*Instructions to follow*
Go through the entries below and collect each line with the string "ErrorBody" in it.

*Exercise data*
════════

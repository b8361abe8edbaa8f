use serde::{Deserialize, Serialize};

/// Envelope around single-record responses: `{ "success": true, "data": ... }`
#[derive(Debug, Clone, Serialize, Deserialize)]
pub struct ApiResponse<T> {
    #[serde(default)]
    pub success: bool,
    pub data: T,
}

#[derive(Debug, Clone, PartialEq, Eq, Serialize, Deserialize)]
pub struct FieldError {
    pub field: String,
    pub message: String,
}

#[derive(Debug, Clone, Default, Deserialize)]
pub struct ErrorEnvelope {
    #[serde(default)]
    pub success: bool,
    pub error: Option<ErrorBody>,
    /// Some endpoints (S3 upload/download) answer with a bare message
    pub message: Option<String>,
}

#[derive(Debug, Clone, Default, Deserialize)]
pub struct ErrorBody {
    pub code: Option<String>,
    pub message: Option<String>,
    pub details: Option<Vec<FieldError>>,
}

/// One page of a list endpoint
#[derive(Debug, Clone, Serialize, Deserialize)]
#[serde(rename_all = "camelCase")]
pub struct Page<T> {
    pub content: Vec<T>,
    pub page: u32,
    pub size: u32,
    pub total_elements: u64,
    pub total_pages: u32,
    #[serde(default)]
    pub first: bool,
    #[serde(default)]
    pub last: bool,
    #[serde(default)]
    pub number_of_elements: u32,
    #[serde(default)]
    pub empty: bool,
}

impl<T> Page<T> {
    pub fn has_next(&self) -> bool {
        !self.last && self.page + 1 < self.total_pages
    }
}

════════

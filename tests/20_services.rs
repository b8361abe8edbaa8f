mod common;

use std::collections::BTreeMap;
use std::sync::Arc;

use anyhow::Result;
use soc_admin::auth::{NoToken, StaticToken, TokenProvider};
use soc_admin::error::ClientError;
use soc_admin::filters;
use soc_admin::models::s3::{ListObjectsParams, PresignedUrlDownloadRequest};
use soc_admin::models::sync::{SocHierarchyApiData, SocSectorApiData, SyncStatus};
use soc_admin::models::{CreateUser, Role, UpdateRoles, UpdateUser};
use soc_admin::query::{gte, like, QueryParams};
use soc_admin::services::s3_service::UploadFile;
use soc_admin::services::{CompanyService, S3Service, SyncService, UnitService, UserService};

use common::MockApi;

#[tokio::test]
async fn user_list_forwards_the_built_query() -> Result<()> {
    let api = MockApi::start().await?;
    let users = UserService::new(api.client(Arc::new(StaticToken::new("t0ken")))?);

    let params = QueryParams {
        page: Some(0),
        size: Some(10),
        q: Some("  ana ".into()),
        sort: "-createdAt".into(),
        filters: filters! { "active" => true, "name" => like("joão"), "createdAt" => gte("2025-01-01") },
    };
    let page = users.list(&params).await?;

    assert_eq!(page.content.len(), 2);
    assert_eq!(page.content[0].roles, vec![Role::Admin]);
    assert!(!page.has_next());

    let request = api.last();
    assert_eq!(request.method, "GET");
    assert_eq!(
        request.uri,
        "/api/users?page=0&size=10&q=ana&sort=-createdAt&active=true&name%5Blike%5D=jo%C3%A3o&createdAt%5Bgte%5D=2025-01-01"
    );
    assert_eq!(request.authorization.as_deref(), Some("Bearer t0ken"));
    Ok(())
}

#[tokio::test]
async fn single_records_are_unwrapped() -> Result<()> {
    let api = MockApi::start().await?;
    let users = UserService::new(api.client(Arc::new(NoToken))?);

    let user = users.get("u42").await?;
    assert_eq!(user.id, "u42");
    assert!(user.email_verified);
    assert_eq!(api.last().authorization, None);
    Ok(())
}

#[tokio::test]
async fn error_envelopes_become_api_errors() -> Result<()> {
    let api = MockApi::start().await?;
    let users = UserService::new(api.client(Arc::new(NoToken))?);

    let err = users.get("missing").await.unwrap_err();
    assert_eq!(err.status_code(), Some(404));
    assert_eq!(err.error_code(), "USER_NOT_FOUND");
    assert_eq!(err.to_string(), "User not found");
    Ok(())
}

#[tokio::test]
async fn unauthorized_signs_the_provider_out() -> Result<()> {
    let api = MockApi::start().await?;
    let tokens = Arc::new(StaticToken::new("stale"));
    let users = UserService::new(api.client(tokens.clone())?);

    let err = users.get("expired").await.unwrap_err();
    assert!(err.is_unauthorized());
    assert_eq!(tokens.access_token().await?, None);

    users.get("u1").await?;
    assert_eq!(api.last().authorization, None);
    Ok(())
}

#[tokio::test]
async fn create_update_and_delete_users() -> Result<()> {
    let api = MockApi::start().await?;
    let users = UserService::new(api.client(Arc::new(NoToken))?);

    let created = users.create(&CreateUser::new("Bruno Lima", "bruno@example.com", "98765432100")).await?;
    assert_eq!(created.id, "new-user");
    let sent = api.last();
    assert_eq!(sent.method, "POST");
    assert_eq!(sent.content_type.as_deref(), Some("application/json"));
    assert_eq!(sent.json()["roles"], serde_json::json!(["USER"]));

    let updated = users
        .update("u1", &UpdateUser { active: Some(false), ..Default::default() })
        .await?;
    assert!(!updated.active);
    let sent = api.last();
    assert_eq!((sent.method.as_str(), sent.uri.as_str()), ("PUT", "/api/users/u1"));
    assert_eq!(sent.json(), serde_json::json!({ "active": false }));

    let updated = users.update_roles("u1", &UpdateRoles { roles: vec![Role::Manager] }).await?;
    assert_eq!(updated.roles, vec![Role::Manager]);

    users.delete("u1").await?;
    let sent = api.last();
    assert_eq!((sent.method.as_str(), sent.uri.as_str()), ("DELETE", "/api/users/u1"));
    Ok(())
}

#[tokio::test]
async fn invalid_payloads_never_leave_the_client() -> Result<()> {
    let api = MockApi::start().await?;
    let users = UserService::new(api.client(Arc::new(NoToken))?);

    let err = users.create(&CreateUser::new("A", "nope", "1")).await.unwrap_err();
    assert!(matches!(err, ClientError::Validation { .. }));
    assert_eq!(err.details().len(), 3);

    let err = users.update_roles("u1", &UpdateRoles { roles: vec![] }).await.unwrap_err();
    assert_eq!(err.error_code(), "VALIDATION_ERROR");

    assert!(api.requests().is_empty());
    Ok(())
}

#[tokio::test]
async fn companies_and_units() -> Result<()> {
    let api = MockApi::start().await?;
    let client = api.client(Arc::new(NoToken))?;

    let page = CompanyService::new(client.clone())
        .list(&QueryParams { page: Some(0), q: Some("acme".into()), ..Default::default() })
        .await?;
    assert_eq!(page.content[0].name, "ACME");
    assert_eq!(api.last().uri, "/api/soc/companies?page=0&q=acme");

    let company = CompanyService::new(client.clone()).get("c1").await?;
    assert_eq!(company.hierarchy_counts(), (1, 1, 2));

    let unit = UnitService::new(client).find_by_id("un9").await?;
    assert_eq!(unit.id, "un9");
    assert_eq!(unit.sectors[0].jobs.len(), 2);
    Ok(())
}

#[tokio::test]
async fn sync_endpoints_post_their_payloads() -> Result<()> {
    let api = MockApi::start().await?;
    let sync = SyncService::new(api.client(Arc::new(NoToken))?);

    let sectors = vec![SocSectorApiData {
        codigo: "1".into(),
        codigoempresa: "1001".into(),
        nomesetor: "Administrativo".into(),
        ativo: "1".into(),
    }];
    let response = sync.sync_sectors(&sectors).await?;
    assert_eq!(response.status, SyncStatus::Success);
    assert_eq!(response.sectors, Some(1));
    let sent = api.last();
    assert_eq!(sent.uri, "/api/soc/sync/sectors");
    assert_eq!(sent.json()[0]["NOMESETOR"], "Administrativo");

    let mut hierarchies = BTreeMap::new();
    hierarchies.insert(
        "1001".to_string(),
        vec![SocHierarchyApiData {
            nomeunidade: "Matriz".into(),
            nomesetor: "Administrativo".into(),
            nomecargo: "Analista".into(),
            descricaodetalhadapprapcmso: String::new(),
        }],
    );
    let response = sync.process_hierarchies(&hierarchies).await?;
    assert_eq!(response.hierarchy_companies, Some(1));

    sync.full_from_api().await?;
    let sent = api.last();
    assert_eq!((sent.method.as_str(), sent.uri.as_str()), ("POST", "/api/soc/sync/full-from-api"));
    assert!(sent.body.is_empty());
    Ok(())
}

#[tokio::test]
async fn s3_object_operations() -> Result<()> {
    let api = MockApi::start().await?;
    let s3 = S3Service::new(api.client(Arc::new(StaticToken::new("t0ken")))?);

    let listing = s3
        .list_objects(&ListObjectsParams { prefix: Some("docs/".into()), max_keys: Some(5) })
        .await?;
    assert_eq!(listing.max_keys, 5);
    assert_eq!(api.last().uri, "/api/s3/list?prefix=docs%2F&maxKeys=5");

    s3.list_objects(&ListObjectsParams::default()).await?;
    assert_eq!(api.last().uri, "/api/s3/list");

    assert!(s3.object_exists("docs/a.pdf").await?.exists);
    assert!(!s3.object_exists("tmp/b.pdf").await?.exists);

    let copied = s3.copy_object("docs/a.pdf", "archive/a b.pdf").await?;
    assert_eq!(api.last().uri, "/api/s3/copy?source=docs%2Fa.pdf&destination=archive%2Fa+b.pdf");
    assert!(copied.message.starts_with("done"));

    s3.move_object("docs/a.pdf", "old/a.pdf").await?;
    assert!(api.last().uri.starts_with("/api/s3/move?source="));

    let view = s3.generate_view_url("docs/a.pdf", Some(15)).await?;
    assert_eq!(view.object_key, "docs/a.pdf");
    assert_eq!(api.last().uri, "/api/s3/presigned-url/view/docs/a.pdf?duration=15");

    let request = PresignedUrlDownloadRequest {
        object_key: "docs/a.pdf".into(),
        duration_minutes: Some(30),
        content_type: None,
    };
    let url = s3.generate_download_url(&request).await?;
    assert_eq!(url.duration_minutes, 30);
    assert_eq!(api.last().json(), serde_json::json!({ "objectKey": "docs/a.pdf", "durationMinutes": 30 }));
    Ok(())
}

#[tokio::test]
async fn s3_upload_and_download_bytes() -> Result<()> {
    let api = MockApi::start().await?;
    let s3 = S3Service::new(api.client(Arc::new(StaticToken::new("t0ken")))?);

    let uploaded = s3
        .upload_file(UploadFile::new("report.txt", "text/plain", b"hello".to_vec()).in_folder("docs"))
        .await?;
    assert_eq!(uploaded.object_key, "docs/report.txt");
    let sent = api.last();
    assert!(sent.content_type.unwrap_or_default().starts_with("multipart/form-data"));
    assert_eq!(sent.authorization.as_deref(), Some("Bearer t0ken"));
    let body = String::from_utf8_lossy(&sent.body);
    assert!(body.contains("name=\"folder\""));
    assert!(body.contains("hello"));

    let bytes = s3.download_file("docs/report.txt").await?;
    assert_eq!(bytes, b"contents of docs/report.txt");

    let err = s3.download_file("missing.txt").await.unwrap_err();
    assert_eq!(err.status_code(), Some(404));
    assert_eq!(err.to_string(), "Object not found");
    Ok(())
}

════════

*Result of the exercise*
    pub error: Option<ErrorBody>,
pub struct ErrorBody {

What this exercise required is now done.